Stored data
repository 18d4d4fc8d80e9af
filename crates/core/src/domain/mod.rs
pub mod classification;
//! Document model: tests, subtests and argument templates.
//!
//! Tests live in an arena indexed by their sequence id. Each test owns its
//! subtests (in file order) and the argument templates declared in its
//! comment blocks. The parser is the only writer.

use std::collections::BTreeMap;
use std::path::{Path, PathBuf};

/// Field name holding the source file of a test.
pub const FILE_FIELD: &str = "File";
/// Field that subtests never inherit from their test.
pub const DESCRIPTION_FIELD: &str = "Description";

/// Field name → value. Values are single strings; multi-line source values
/// are joined with spaces.
pub type Fields = BTreeMap<String, String>;

/// Every parsed test, in parse order.
#[derive(Debug, Default)]
pub struct DocumentModel {
    tests: Vec<Test>,
}

impl DocumentModel {
    pub fn tests(&self) -> &[Test] {
        &self.tests
    }

    pub fn test(&self, id: usize) -> Option<&Test> {
        self.tests.get(id)
    }

    pub fn test_mut(&mut self, id: usize) -> Option<&mut Test> {
        self.tests.get_mut(id)
    }

    pub fn len(&self) -> usize {
        self.tests.len()
    }

    pub fn is_empty(&self) -> bool {
        self.tests.is_empty()
    }

    /// Allocate the next test. `base_name` already ends with the separator.
    pub fn add_test(&mut self, file: &Path, base_name: &str, summary: &str) -> usize {
        let id = self.tests.len();
        let mut fields = Fields::new();
        fields.insert(FILE_FIELD.to_string(), file.display().to_string());
        self.tests.push(Test {
            id,
            file: file.to_path_buf(),
            base_name: base_name.to_string(),
            summary: summary.to_string(),
            fields,
            subtests: Vec::new(),
            templates: BTreeMap::new(),
        });
        id
    }
}

/// A `TEST:` block.
#[derive(Debug, Clone)]
pub struct Test {
    pub id: usize,
    pub file: PathBuf,
    /// `igt@` for implemented tests, `planned@` for planned ones.
    pub base_name: String,
    pub summary: String,
    pub fields: Fields,
    pub subtests: Vec<Subtest>,
    pub templates: BTreeMap<usize, ArgTemplate>,
}

impl Test {
    /// `igt@<file stem>`.
    pub fn name(&self) -> String {
        let stem = self
            .file
            .file_stem()
            .map(|s| s.to_string_lossy().into_owned())
            .unwrap_or_default();
        format!("{}{}", self.base_name, stem)
    }

    /// Binary name, the file stem.
    pub fn binary(&self) -> String {
        self.file
            .file_stem()
            .map(|s| s.to_string_lossy().into_owned())
            .unwrap_or_default()
    }

    pub fn subtest(&self, id: usize) -> Option<&Subtest> {
        self.subtests.get(id)
    }

    /// Create a subtest seeded with the test's inheritable fields.
    pub fn add_subtest(&mut self, summary: &str, template: usize, line: usize) -> usize {
        let id = self.subtests.len();
        let fields = self
            .fields
            .iter()
            .filter(|(k, _)| k.as_str() != FILE_FIELD && k.as_str() != DESCRIPTION_FIELD)
            .map(|(k, v)| (k.clone(), v.clone()))
            .collect();
        self.subtests.push(Subtest {
            id,
            summary: summary.to_string(),
            fields,
            template,
            line,
        });
        self.templates.entry(template).or_default();
        id
    }
}

/// A `SUBTEST:` declaration.
#[derive(Debug, Clone)]
pub struct Subtest {
    /// Ordinal within the test.
    pub id: usize,
    /// May contain `%s`/`%d`-style placeholders.
    pub summary: String,
    pub fields: Fields,
    /// Key into [`Test::templates`].
    pub template: usize,
    /// 1-based line of the `SUBTEST:` tag.
    pub line: usize,
}

/// Argument slots shared by the subtests of one comment block.
///
/// Slot index is 0-based (`arg[1]` is slot 0). Each slot maps a token to its
/// substitution: the token itself for enumerated values, or an
/// angle-bracketed description for free-form ranges.
#[derive(Debug, Clone, Default, PartialEq, Eq)]
pub struct ArgTemplate {
    pub slots: BTreeMap<usize, BTreeMap<String, String>>,
}

impl ArgTemplate {
    pub fn slot_mut(&mut self, index: usize) -> &mut BTreeMap<String, String> {
        self.slots.entry(index).or_default()
    }

    /// Sorted tokens of a slot, `None` when it was never declared.
    pub fn tokens(&self, index: usize) -> Option<Vec<&str>> {
        self.slots
            .get(&index)
            .map(|slot| slot.keys().map(String::as_str).collect())
    }
}

/// True for angle-bracketed placeholder descriptions.
pub fn is_placeholder(value: &str) -> bool {
    value.starts_with('<') && value.ends_with('>') && value.len() >= 2
}

#[cfg(test)]
mod tests {
    use super::*;

    #[test]
    fn subtests_inherit_test_fields() {
        let mut model = DocumentModel::default();
        let id = model.add_test(Path::new("tests/foo.c"), "igt@", "Foo");
        let test = model.test_mut(id).unwrap();
        test.fields.insert("Category".into(), "Software".into());
        test.fields.insert(DESCRIPTION_FIELD.into(), "test level".into());
        let sub = test.add_subtest("bar", 0, 12);

        let sub = test.subtest(sub).unwrap();
        assert_eq!(sub.fields.get("Category").map(String::as_str), Some("Software"));
        assert!(!sub.fields.contains_key(DESCRIPTION_FIELD));
        assert!(!sub.fields.contains_key(FILE_FIELD));
        assert_eq!(test.name(), "igt@foo");
        assert_eq!(test.binary(), "foo");
        assert!(test.templates.contains_key(&0));
    }

    #[test]
    fn ids_are_sequential() {
        let mut model = DocumentModel::default();
        assert_eq!(model.add_test(Path::new("a.c"), "igt@", ""), 0);
        assert_eq!(model.add_test(Path::new("b.c"), "igt@", ""), 1);
        let test = model.test_mut(1).unwrap();
        assert_eq!(test.add_subtest("x", 0, 1), 0);
        assert_eq!(test.add_subtest("y", 0, 2), 1);
        assert_eq!(model.len(), 2);
    }

    #[test]
    fn placeholder_detection() {
        assert!(is_placeholder("<buffer size>"));
        assert!(!is_placeholder("large"));
        assert!(!is_placeholder("<"));
    }
}
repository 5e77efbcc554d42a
//! Comment-block parser: line-by-line state machine.
//!
//! Documentation lives in `/** ... */` blocks. The first tag of a block is
//! either `TEST:` or `SUBTEST:`; the following lines assign fields, declare
//! argument slots (`arg[N]:`, `@token:`, `arg[N].values:`), or continue the
//! field or argument opened just before. Blocks without a tag are ignored.

use crate::error::{Error, Result, Warning};
use crate::model::{is_placeholder, DocumentModel, Fields};
use crate::schema::{FieldTable, CLASS_FIELD};
use regex::Regex;
use std::collections::BTreeMap;
use std::path::Path;
use std::sync::LazyLock;

// -- Regex patterns -----------------------------------------------------------

static RE_BLANK_STAR: LazyLock<Regex> = LazyLock::new(|| Regex::new(r"^\s*\*$").unwrap());

static RE_BLOCK_END: LazyLock<Regex> = LazyLock::new(|| Regex::new(r"^\s*\*/$").unwrap());

static RE_BLOCK_START: LazyLock<Regex> = LazyLock::new(|| Regex::new(r"^\s*/\*\*$").unwrap());

static RE_LINE_PREFIX: LazyLock<Regex> = LazyLock::new(|| Regex::new(r"^\s*\* ?").unwrap());

static RE_TEST: LazyLock<Regex> = LazyLock::new(|| Regex::new(r"^TEST:\s*(.*)").unwrap());

static RE_SUBTEST: LazyLock<Regex> =
    LazyLock::new(|| Regex::new(r"^SUBTESTS?:\s*(.*)").unwrap());

static RE_FIELD: LazyLock<Regex> = LazyLock::new(|| Regex::new(r"^([^:]+):\s*(.*)").unwrap());

static RE_ARG: LazyLock<Regex> = LazyLock::new(|| Regex::new(r"^arg\[(\d+)\]:\s*(.*)").unwrap());

static RE_ARG_TOKEN: LazyLock<Regex> = LazyLock::new(|| Regex::new(r"^@(\S+):\s*(.*)").unwrap());

static RE_ARG_VALUES: LazyLock<Regex> =
    LazyLock::new(|| Regex::new(r"^arg\[(\d+)\]\.values:\s*(.*)").unwrap());

static RE_ARG_CONT: LazyLock<Regex> = LazyLock::new(|| Regex::new(r"^\s+\*?\s*(.*)").unwrap());

// -- Parser state -------------------------------------------------------------

/// Per-run settings shared by every file.
pub struct ParseContext<'a> {
    pub schema: &'a FieldTable,
    /// `igt@` or `planned@`.
    pub base_name: &'a str,
    /// Value of the `Class` field, when planned tests are mixed in.
    pub class: Option<&'a str>,
    /// Where fields are declared, quoted in warnings.
    pub origin: &'a str,
}

#[derive(Debug, Clone, Copy, PartialEq, Eq)]
enum Section {
    Outside,
    AwaitingTag,
    Test,
    Subtest,
}

struct ParserState<'a, 'm> {
    ctx: &'a ParseContext<'a>,
    file: &'a Path,
    model: &'m mut DocumentModel,

    section: Section,
    current_test: Option<usize>,
    current_subtest: Option<usize>,
    /// Any TEST or SUBTEST seen in the current block.
    tagged: bool,

    // Multi-line continuation
    current_field: Option<String>,
    current_arg: Option<usize>,
    current_token: String,

    // Argument template shared by the subtests of the current block
    template: Option<usize>,
    next_template: usize,

    warnings: Vec<Warning>,
}

// -- Public API ---------------------------------------------------------------

/// Parse one file's comment blocks into `model`, returning the warnings.
pub fn parse(
    ctx: &ParseContext<'_>,
    file: &Path,
    content: &str,
    model: &mut DocumentModel,
) -> Result<Vec<Warning>> {
    let mut state = ParserState {
        ctx,
        file,
        model,
        section: Section::Outside,
        current_test: None,
        current_subtest: None,
        tagged: false,
        current_field: None,
        current_arg: None,
        current_token: String::new(),
        template: None,
        next_template: 1,
        warnings: Vec::new(),
    };

    for (idx, line) in content.lines().enumerate() {
        state.process_line(idx + 1, line.trim_end())?;
    }

    Ok(state.warnings)
}

// -- Line processing ----------------------------------------------------------

impl ParserState<'_, '_> {
    fn process_line(&mut self, line_no: usize, line: &str) -> Result<()> {
        // 1. Separator and block delimiters
        if RE_BLANK_STAR.is_match(line) {
            return Ok(());
        }
        if RE_BLOCK_END.is_match(line) {
            self.section = Section::Outside;
            self.current_subtest = None;
            self.template = None;
            self.current_arg = None;
            self.tagged = false;
            return Ok(());
        }
        if RE_BLOCK_START.is_match(line) {
            self.section = Section::AwaitingTag;
            return Ok(());
        }
        if self.section == Section::Outside {
            return Ok(());
        }

        let text = RE_LINE_PREFIX.replace(line, "");
        let text = text.as_ref();

        // 2. TEST, only as the first tag of a block
        if self.section == Section::AwaitingTag {
            self.current_field = None;
            if let Some(caps) = RE_TEST.captures(text) {
                self.start_test(&caps[1]);
                return Ok(());
            }
        }

        // 3. SUBTEST
        if let Some(caps) = RE_SUBTEST.captures(text) {
            return self.start_subtest(line_no, &caps[1]);
        }

        if !self.tagged {
            return Ok(());
        }

        // 4. Field: value
        if let Some(caps) = RE_FIELD.captures(text) {
            if let Some(field) = self.ctx.schema.resolve(&caps[1]) {
                let field = field.to_string();
                self.set_field(&field, caps[2].to_string());
                self.current_field = Some(field);
                self.current_arg = None;
                return Ok(());
            }
        }

        // 5. arg[N]: [description]
        if let Some(caps) = RE_ARG.captures(text) {
            self.current_field = None;
            let slot = self.open_slot(line_no, &caps[1])?;
            let description = caps[2].to_string();
            if !description.is_empty() {
                let placeholder = format!("<{description}>");
                if let Some(tokens) = self.slot_mut(slot) {
                    tokens.insert(description.clone(), placeholder);
                }
            }
            self.current_token = description;
            return Ok(());
        }

        // 6. @token: value
        if let Some(caps) = RE_ARG_TOKEN.captures(text) {
            match self.current_arg {
                Some(slot) => {
                    self.current_field = None;
                    self.current_token = caps[1].to_string();
                    if let Some(tokens) = self.slot_mut(slot) {
                        tokens.insert(caps[1].to_string(), caps[2].to_string());
                    }
                }
                None => {
                    let warning = Warning::ArgumentOutsideSlot {
                        file: self.file.to_path_buf(),
                        line: line_no,
                        token: caps[1].to_string(),
                        value: caps[2].to_string(),
                    };
                    self.warnings.push(warning.emit());
                }
            }
            return Ok(());
        }

        // 7. arg[N].values: v1, v2, ...
        if let Some(caps) = RE_ARG_VALUES.captures(text) {
            let slot = self.open_slot(line_no, &caps[1])?;
            let values = caps[2].replace(' ', "");
            if let Some(tokens) = self.slot_mut(slot) {
                for value in values.split(',').filter(|v| !v.is_empty()) {
                    tokens.insert(value.to_string(), value.to_string());
                }
            }
            return Ok(());
        }

        // 8. Multi-line field contents
        if let Some(field) = self.current_field.clone() {
            let more = text.trim();
            if !more.is_empty() {
                self.append_field(&field, more);
            }
            return Ok(());
        }

        // 9. Multi-line argument contents
        if let Some(slot) = self.current_arg {
            if let Some(caps) = RE_ARG_CONT.captures(text) {
                let more = caps[1].to_string();
                let token = self.current_token.clone();
                if let Some(value) = self.slot_mut(slot).and_then(|t| t.get_mut(&token)) {
                    append_arg_value(value, &more);
                }
            }
            return Ok(());
        }

        // 10. Anything else
        let warning = Warning::UnrecognizedLine {
            file: self.file.to_path_buf(),
            line: line_no,
            origin: self.ctx.origin.to_string(),
            text: text.to_string(),
        };
        self.warnings.push(warning.emit());
        Ok(())
    }

    fn start_test(&mut self, summary: &str) {
        let id = self
            .model
            .add_test(self.file, self.ctx.base_name, summary);
        if let (Some(class), Some(test)) = (self.ctx.class, self.model.test_mut(id)) {
            test.fields
                .insert(CLASS_FIELD.to_string(), class.to_string());
        }
        self.current_test = Some(id);
        self.current_subtest = None;
        self.section = Section::Test;
        self.tagged = true;
    }

    fn start_subtest(&mut self, line_no: usize, summary: &str) -> Result<()> {
        let test = self
            .current_test
            .and_then(|id| self.model.test_mut(id))
            .ok_or_else(|| Error::SubtestBeforeTest {
                file: self.file.to_path_buf(),
                line: line_no,
            })?;

        let template = match self.template {
            Some(t) => t,
            None => {
                let t = self.next_template;
                self.next_template += 1;
                self.template = Some(t);
                t
            }
        };

        self.current_subtest = Some(test.add_subtest(summary, template, line_no));
        self.current_field = None;
        self.section = Section::Subtest;
        self.tagged = true;
        Ok(())
    }

    /// Open `arg[N]` (1-based in source) and return its 0-based slot.
    fn open_slot(&mut self, line_no: usize, index: &str) -> Result<usize> {
        if self.template.is_none() {
            return Err(Error::ArgumentBeforeSubtest {
                file: self.file.to_path_buf(),
                line: line_no,
            });
        }
        let slot = index
            .parse::<usize>()
            .ok()
            .and_then(|n| n.checked_sub(1))
            .ok_or_else(|| Error::InvalidArgumentIndex {
                file: self.file.to_path_buf(),
                line: line_no,
                index: index.to_string(),
            })?;
        self.slot_mut(slot);
        self.current_arg = Some(slot);
        Ok(slot)
    }

    fn slot_mut(&mut self, slot: usize) -> Option<&mut BTreeMap<String, String>> {
        let template = self.template?;
        let test = self.model.test_mut(self.current_test?)?;
        Some(test.templates.entry(template).or_default().slot_mut(slot))
    }

    fn field_map(&mut self) -> Option<&mut Fields> {
        let test = self.model.test_mut(self.current_test?)?;
        match (self.section, self.current_subtest) {
            (Section::Subtest, Some(sub)) => test.subtests.get_mut(sub).map(|s| &mut s.fields),
            _ => Some(&mut test.fields),
        }
    }

    fn set_field(&mut self, field: &str, value: String) {
        if let Some(fields) = self.field_map() {
            fields.insert(field.to_string(), value);
        }
    }

    fn append_field(&mut self, field: &str, more: &str) {
        if let Some(fields) = self.field_map() {
            let value = fields.entry(field.to_string()).or_default();
            if !value.is_empty() {
                value.push(' ');
            }
            value.push_str(more);
        }
    }
}

/// Continue an argument value; placeholders grow inside their brackets.
fn append_arg_value(value: &mut String, more: &str) {
    if is_placeholder(value) {
        value.pop();
        value.push(' ');
        value.push_str(more);
        value.push('>');
    } else {
        if !value.is_empty() {
            value.push(' ');
        }
        value.push_str(more);
    }
}
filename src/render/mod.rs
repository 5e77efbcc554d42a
//! Renderer module: trait-based format dispatch.

pub mod json;
pub mod rest;
pub mod sheet;

use crate::error::{Error, Result};
use crate::model::Fields;
use crate::plan::TestPlan;
use crate::schema::FieldTable;

/// Trait for rendering a test plan into a specific output format.
pub trait Renderer {
    fn render(&self, plan: &TestPlan) -> Result<String>;
}

/// Create a renderer for the given format name.
pub fn create_renderer(format: &str) -> Result<Box<dyn Renderer>> {
    match format {
        "rest" | "rst" => Ok(Box::new(rest::RestRenderer { nested: false })),
        "nested" => Ok(Box::new(rest::RestRenderer { nested: true })),
        "sheet" => Ok(Box::new(sheet::SheetRenderer::default())),
        "json" => Ok(Box::new(json::JsonRenderer)),
        _ => Err(Error::UnknownFormat(format.to_string())),
    }
}

/// Field names in output order, see [`FieldTable::sorted_by_level`].
fn field_order(schema: &FieldTable) -> Vec<&str> {
    schema
        .sorted_by_level()
        .into_iter()
        .map(|def| def.name.as_str())
        .collect()
}

/// Sort key grouping records by their values in `order`.
fn grouping_key(fields: &Fields, order: &[&str]) -> String {
    let mut key = String::new();
    for field in order {
        if let Some(value) = fields.get(*field) {
            key.push('_');
            key.push_str(field);
            key.push('_');
            key.push_str(value);
        }
    }
    if key.is_empty() {
        key.push_str("________");
    }
    key
}

/// Subtests of `plan`, ordered by [`grouping_key`].
fn grouped_subtests(plan: &TestPlan, order: &[&str]) -> Result<Vec<(String, Fields)>> {
    let mut subtests: Vec<(String, Fields)> = plan.subtest_dictionary()?.into_iter().collect();
    subtests.sort_by_cached_key(|(_, fields)| grouping_key(fields, order));
    Ok(subtests)
}

/// A reST title with `marker` underline (and overline when `over`).
fn heading(out: &mut String, title: &str, marker: char, over: bool) {
    let line: String = std::iter::repeat(marker).take(title.chars().count()).collect();
    if over {
        out.push_str(&line);
        out.push('\n');
    }
    out.push_str(title);
    out.push('\n');
    out.push_str(&line);
    out.push('\n');
}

→ Prompt
Your job is to return all lines above that hold the word "replace".

→ Solution for this problem
        let text = RE_LINE_PREFIX.replace(line, "");
            let values = caps[2].replace(' ', "");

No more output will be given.